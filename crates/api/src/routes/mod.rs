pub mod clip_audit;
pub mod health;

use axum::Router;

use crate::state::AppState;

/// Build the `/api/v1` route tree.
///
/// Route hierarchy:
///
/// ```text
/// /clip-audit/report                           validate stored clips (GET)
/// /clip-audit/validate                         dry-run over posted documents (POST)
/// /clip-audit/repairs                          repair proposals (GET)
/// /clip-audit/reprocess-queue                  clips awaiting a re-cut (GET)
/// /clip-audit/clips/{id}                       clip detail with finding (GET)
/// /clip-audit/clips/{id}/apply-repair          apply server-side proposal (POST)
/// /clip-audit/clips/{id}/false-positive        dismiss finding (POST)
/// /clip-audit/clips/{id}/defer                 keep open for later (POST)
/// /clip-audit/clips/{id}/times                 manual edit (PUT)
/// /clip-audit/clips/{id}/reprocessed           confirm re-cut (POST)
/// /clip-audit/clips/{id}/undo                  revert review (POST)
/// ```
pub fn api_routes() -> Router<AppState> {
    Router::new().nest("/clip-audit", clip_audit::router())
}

**TASK OBJECTIVE**
All of the data should be retyped exactly.

**RESPONSE FOR THIS EXERCISE**
filename crates/api/src/routes/mod.rs
pub mod clip_audit;
pub mod health;

use axum::Router;

use crate::state::AppState;

/// Build the `/api/v1` route tree.
///
/// Route hierarchy:
///
/// ```text
/// /clip-audit/report                           validate stored clips (GET)
/// /clip-audit/validate                         dry-run over posted documents (POST)
/// /clip-audit/repairs                          repair proposals (GET)
/// /clip-audit/reprocess-queue                  clips awaiting a re-cut (GET)
/// /clip-audit/clips/{id}                       clip detail with finding (GET)
/// /clip-audit/clips/{id}/apply-repair          apply server-side proposal (POST)
/// /clip-audit/clips/{id}/false-positive        dismiss finding (POST)
/// /clip-audit/clips/{id}/defer                 keep open for later (POST)
/// /clip-audit/clips/{id}/times                 manual edit (PUT)
/// /clip-audit/clips/{id}/reprocessed           confirm re-cut (POST)
/// /clip-audit/clips/{id}/undo                  revert review (POST)
/// ```
pub fn api_routes() -> Router<AppState> {
    Router::new().nest("/clip-audit", clip_audit::router())
}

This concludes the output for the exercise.